**AIM OF THE TASK:**
Output every record below exactly as it appears.

(Collected data entries)
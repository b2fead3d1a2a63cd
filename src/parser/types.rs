use serde::Deserialize;

use crate::profile::{DecoratorTable, Profile, Structure};

// Input tree. The two node shapes alternate by construction: an Item only
// ever holds Collections and a Collection only ever holds Items.

#[derive(Debug, Clone, Default, PartialEq, Eq, Deserialize)]
#[serde(rename_all = "PascalCase")]
pub struct Item {
    #[serde(default)]
    pub name: Option<String>,
    #[serde(default)]
    pub children: Vec<Collection>,
}

impl Item {
    pub fn new(name: impl Into<String>) -> Self {
        Self {
            name: Some(name.into()),
            children: Vec::new(),
        }
    }

    /// Item with no name of its own, rendered as decorators only
    pub fn anonymous() -> Self {
        Self::default()
    }

    pub fn with_child(mut self, collection: Collection) -> Self {
        self.children.push(collection);
        self
    }

    /// Number of items in this subtree, including this one
    pub fn count(&self) -> usize {
        1 + self
            .children
            .iter()
            .flat_map(|c| c.elements.iter())
            .map(Item::count)
            .sum::<usize>()
    }
}

#[derive(Debug, Clone, PartialEq, Eq, Deserialize)]
#[serde(try_from = "RawCollection")]
pub struct Collection {
    /// Display label, substituted into the collection placeholders
    pub label: String,
    /// Written out right after the opening prefix when present
    pub name: Option<String>,
    pub elements: Vec<Item>,
}

impl Collection {
    pub fn new(label: impl Into<String>) -> Self {
        Self {
            label: label.into(),
            name: None,
            elements: Vec::new(),
        }
    }

    pub fn with_name(mut self, name: impl Into<String>) -> Self {
        self.name = Some(name.into());
        self
    }

    pub fn with_element(mut self, item: Item) -> Self {
        self.elements.push(item);
        self
    }
}

// `Type` is the label. A collection with only a `Name` uses that as its
// label instead; with both, the name is emitted as well.
#[derive(Debug, Deserialize)]
#[serde(rename_all = "PascalCase")]
pub struct RawCollection {
    #[serde(rename = "Type")]
    pub kind: Option<String>,
    pub name: Option<String>,
    pub elements: Vec<Item>,
}

impl TryFrom<RawCollection> for Collection {
    type Error = String;

    fn try_from(raw: RawCollection) -> Result<Self, Self::Error> {
        let (label, name) = match (raw.kind, raw.name) {
            (Some(kind), name) => (kind, name),
            (None, Some(name)) => (name, None),
            (None, None) => return Err("collection has neither a Type nor a Name".to_string()),
        };
        Ok(Collection {
            label,
            name,
            elements: raw.elements,
        })
    }
}

// Profile files, keyed by format the same way the built-in registries are.

#[derive(Debug, Default, Deserialize)]
pub struct ProfileFile {
    #[serde(rename = "JSON", default)]
    pub json: Vec<Profile>,
    #[serde(rename = "XML", default)]
    pub xml: Vec<Profile>,
    #[serde(rename = "DOT", default)]
    pub dot: Vec<Profile>,
}

impl ProfileFile {
    pub fn is_empty(&self) -> bool {
        self.json.is_empty() && self.xml.is_empty() && self.dot.is_empty()
    }
}

#[derive(Debug, Deserialize)]
#[serde(rename_all = "PascalCase")]
pub struct RawProfile {
    pub name: String,
    pub options: RawOptions,
    #[serde(default)]
    pub structure: Option<Structure>,
}

// `IdentLength`, `IdentCharacters` and `Format` show up in older profile
// files; they never influenced rendering and are ignored here.
#[derive(Debug, Deserialize)]
#[serde(rename_all = "PascalCase")]
pub struct RawOptions {
    pub decorators: DecoratorTable,
}

impl From<RawProfile> for Profile {
    fn from(raw: RawProfile) -> Self {
        Profile {
            name: raw.name,
            decorators: raw.options.decorators,
            structure: raw.structure,
        }
    }
}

**ANSWER TO THE EXERCISE:**
repository b2fead3d1a2a63cd
filename src/parser/types.rs
use serde::Deserialize;

use crate::profile::{DecoratorTable, Profile, Structure};

// Input tree. The two node shapes alternate by construction: an Item only
// ever holds Collections and a Collection only ever holds Items.

#[derive(Debug, Clone, Default, PartialEq, Eq, Deserialize)]
#[serde(rename_all = "PascalCase")]
pub struct Item {
    #[serde(default)]
    pub name: Option<String>,
    #[serde(default)]
    pub children: Vec<Collection>,
}

impl Item {
    pub fn new(name: impl Into<String>) -> Self {
        Self {
            name: Some(name.into()),
            children: Vec::new(),
        }
    }

    /// Item with no name of its own, rendered as decorators only
    pub fn anonymous() -> Self {
        Self::default()
    }

    pub fn with_child(mut self, collection: Collection) -> Self {
        self.children.push(collection);
        self
    }

    /// Number of items in this subtree, including this one
    pub fn count(&self) -> usize {
        1 + self
            .children
            .iter()
            .flat_map(|c| c.elements.iter())
            .map(Item::count)
            .sum::<usize>()
    }
}

#[derive(Debug, Clone, PartialEq, Eq, Deserialize)]
#[serde(try_from = "RawCollection")]
pub struct Collection {
    /// Display label, substituted into the collection placeholders
    pub label: String,
    /// Written out right after the opening prefix when present
    pub name: Option<String>,
    pub elements: Vec<Item>,
}

impl Collection {
    pub fn new(label: impl Into<String>) -> Self {
        Self {
            label: label.into(),
            name: None,
            elements: Vec::new(),
        }
    }

    pub fn with_name(mut self, name: impl Into<String>) -> Self {
        self.name = Some(name.into());
        self
    }

    pub fn with_element(mut self, item: Item) -> Self {
        self.elements.push(item);
        self
    }
}

// `Type` is the label. A collection with only a `Name` uses that as its
// label instead; with both, the name is emitted as well.
#[derive(Debug, Deserialize)]
#[serde(rename_all = "PascalCase")]
pub struct RawCollection {
    #[serde(rename = "Type")]
    pub kind: Option<String>,
    pub name: Option<String>,
    pub elements: Vec<Item>,
}

impl TryFrom<RawCollection> for Collection {
    type Error = String;

    fn try_from(raw: RawCollection) -> Result<Self, Self::Error> {
        let (label, name) = match (raw.kind, raw.name) {
            (Some(kind), name) => (kind, name),
            (None, Some(name)) => (name, None),
            (None, None) => return Err("collection has neither a Type nor a Name".to_string()),
        };
        Ok(Collection {
            label,
            name,
            elements: raw.elements,
        })
    }
}

// Profile files, keyed by format the same way the built-in registries are.

#[derive(Debug, Default, Deserialize)]
pub struct ProfileFile {
    #[serde(rename = "JSON", default)]
    pub json: Vec<Profile>,
    #[serde(rename = "XML", default)]
    pub xml: Vec<Profile>,
    #[serde(rename = "DOT", default)]
    pub dot: Vec<Profile>,
}

impl ProfileFile {
    pub fn is_empty(&self) -> bool {
        self.json.is_empty() && self.xml.is_empty() && self.dot.is_empty()
    }
}

#[derive(Debug, Deserialize)]
#[serde(rename_all = "PascalCase")]
pub struct RawProfile {
    pub name: String,
    pub options: RawOptions,
    #[serde(default)]
    pub structure: Option<Structure>,
}

// `IdentLength`, `IdentCharacters` and `Format` show up in older profile
// files; they never influenced rendering and are ignored here.
#[derive(Debug, Deserialize)]
#[serde(rename_all = "PascalCase")]
pub struct RawOptions {
    pub decorators: DecoratorTable,
}

impl From<RawProfile> for Profile {
    fn from(raw: RawProfile) -> Self {
        Profile {
            name: raw.name,
            decorators: raw.options.decorators,
            structure: raw.structure,
        }
    }
}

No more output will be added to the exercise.